Segment Open

// tests/pipeline_e2e.rs
use std::fs;
use std::path::PathBuf;

use skillstats::csv::Delim;
use skillstats::params::{Params, TaskKind};
use skillstats::runner;

fn tmp_dir(name: &str) -> PathBuf {
    let mut p = std::env::temp_dir();
    p.push(format!("skillstats_e2e_{}", name));
    let _ = fs::remove_dir_all(&p);
    fs::create_dir_all(&p).unwrap();
    p
}

// Padded headers, a junk row, a malformed budget, and a cross-segment job id.
const INPUT: &str = "\
 Job ID ,Category,Job Type,Experience Level, Budget Avg ,Country Normalized,Absolute Date,Skill
j1,Web,Hourly,Expert,25.0,Germany,2024-01-02,rust
j1,Web,Hourly,Expert,25.0,Germany,2024-01-02,sql
j2,Web,Hourly,Expert,40.0,France,2024-01-03,rust
j2,Web,Hourly,Expert,40.0,France,2024-01-03,sql
j2,Web,Hourly,Expert,40.0,France,2024-01-03,docker
j3,Web,Hourly,Expert,oops,Spain,2024-01-04,rust
j4,Data,Fixed,Entry,500,Spain,2024-01-05,python
j4,Data,Fixed,Entry,500,Spain,2024-01-05,excel
j4,Web,Hourly,Expert,30.0,Spain,2024-01-05,rust
,Web,Hourly,Expert,10.0,Nowhere,2024-01-06,ghost
";

fn params_for(dir: &PathBuf, task: TaskKind) -> Params {
    let input = dir.join("exploded.csv");
    fs::write(&input, INPUT).unwrap();
    let mut params = Params::new();
    params.task = task;
    params.input = Some(input);
    params.out = Some(dir.join("out/"));
    params
}

#[test]
fn full_run_writes_both_tables_and_verifies_clean() {
    let dir = tmp_dir("all");
    let params = params_for(&dir, TaskKind::All);

    let summary = runner::run(&params, None).unwrap();
    assert_eq!(summary.files_written.len(), 2);
    for p in &summary.files_written {
        assert!(p.exists(), "missing output: {}", p.display());
    }

    let report = summary.verify.unwrap();
    assert!(report.is_clean());
    assert!(report.rows_total > 0);

    // header line survives the round trip exactly
    let seg_text = fs::read_to_string(&summary.files_written[0]).unwrap();
    let first_line = seg_text.lines().next().unwrap();
    assert!(first_line.starts_with("Category,Job Type,Experience Level,Skill A,Skill B,Jobs_Count"));
    assert!(first_line.ends_with("Confidence A→B,Confidence B→A,Lift,Jaccard"));
}

#[test]
fn repeated_runs_are_byte_identical() {
    let dir_a = tmp_dir("idem_a");
    let dir_b = tmp_dir("idem_b");

    let sum_a = runner::run(&params_for(&dir_a, TaskKind::All), None).unwrap();
    let sum_b = runner::run(&params_for(&dir_b, TaskKind::All), None).unwrap();

    for (pa, pb) in sum_a.files_written.iter().zip(&sum_b.files_written) {
        let a = fs::read(pa).unwrap();
        let b = fs::read(pb).unwrap();
        assert_eq!(a, b, "{} differs between runs", pa.display());
    }
}

#[test]
fn segmented_task_respects_an_explicit_file_path() {
    let dir = tmp_dir("single");
    let mut params = params_for(&dir, TaskKind::Segmented);
    params.out = Some(dir.join("pairs.csv"));

    let summary = runner::run(&params, None).unwrap();
    assert_eq!(summary.files_written.len(), 1);
    assert!(summary.files_written[0].ends_with("pairs.csv"));
    assert!(summary.verify.is_none());

    // j1 and j2 share {rust, sql}; j3/j4 widen rust's support to 4
    let text = fs::read_to_string(&summary.files_written[0]).unwrap();
    let top = text.lines().nth(1).unwrap();
    assert!(top.starts_with("Web,Hourly,Expert,rust,sql,2"));
    let cells: Vec<&str> = top.split(',').collect();
    assert_eq!(cells[10], "4"); // Support A (rust)
    assert_eq!(cells[11], "2"); // Support B (sql)
    assert_eq!(cells[12], "2"); // Support AB
}

#[test]
fn verify_task_reads_a_produced_table_back() {
    let dir = tmp_dir("verify");
    let seg = params_for(&dir, TaskKind::Segmented);
    let produced = runner::run(&seg, None).unwrap().files_written.remove(0);

    let mut check = seg.clone();
    check.task = TaskKind::Verify;
    check.pairs_file = Some(produced);
    check.sample = 0;

    let summary = runner::run(&check, None).unwrap();
    let report = summary.verify.unwrap();
    assert!(report.is_clean());
    assert_eq!(report.checked, report.rows_total);
    assert!(summary.files_written.is_empty());
}

#[test]
fn corrupted_table_is_reported_not_repaired() {
    let dir = tmp_dir("corrupt");
    let seg = params_for(&dir, TaskKind::Segmented);
    let produced = runner::run(&seg, None).unwrap().files_written.remove(0);

    // inflate the first data row's Support AB (column 13 of 17)
    let text = fs::read_to_string(&produced).unwrap();
    let mut lines: Vec<String> = text.lines().map(|l| l.to_string()).collect();
    let mut cells: Vec<String> = lines[1].split(',').map(|c| c.to_string()).collect();
    cells[12] = "99".into();
    lines[1] = cells.join(",");
    fs::write(&produced, lines.join("\n")).unwrap();

    let mut check = seg.clone();
    check.task = TaskKind::Verify;
    check.pairs_file = Some(produced.clone());
    check.sample = 0;

    let report = runner::run(&check, None).unwrap().verify.unwrap();
    assert!(!report.is_clean());
    assert!(report.invariant_violations >= 1);
    assert!(report.mismatch_count >= 1);

    // the verifier only reports; the file still holds the corrupt value
    assert!(fs::read_to_string(&produced).unwrap().contains("99"));
}

#[test]
fn tsv_round_trip() {
    let dir = tmp_dir("tsv");
    let input = dir.join("exploded.tsv");
    fs::write(&input, INPUT.replace(',', "\t")).unwrap();

    let mut params = Params::new();
    params.task = TaskKind::Global;
    params.input = Some(input);
    params.out = Some(dir.join("out/"));
    params.format = Delim::Tsv;

    let summary = runner::run(&params, None).unwrap();
    let text = fs::read_to_string(&summary.files_written[0]).unwrap();
    assert!(text.lines().next().unwrap().starts_with("Skill A\tSkill B\tSupport AB"));
}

Segment Closed

* [Problem details]:
Please show the lines in the entries above that hold the string "Hourly".

* [Result for this exercise]:
j1,Web,Hourly,Expert,25.0,Germany,2024-01-02,rust
j1,Web,Hourly,Expert,25.0,Germany,2024-01-02,sql
j2,Web,Hourly,Expert,40.0,France,2024-01-03,rust
j2,Web,Hourly,Expert,40.0,France,2024-01-03,sql
j2,Web,Hourly,Expert,40.0,France,2024-01-03,docker
j3,Web,Hourly,Expert,oops,Spain,2024-01-04,rust
j4,Web,Hourly,Expert,30.0,Spain,2024-01-05,rust
,Web,Hourly,Expert,10.0,Nowhere,2024-01-06,ghost
    assert!(top.starts_with("Web,Hourly,Expert,rust,sql,2"));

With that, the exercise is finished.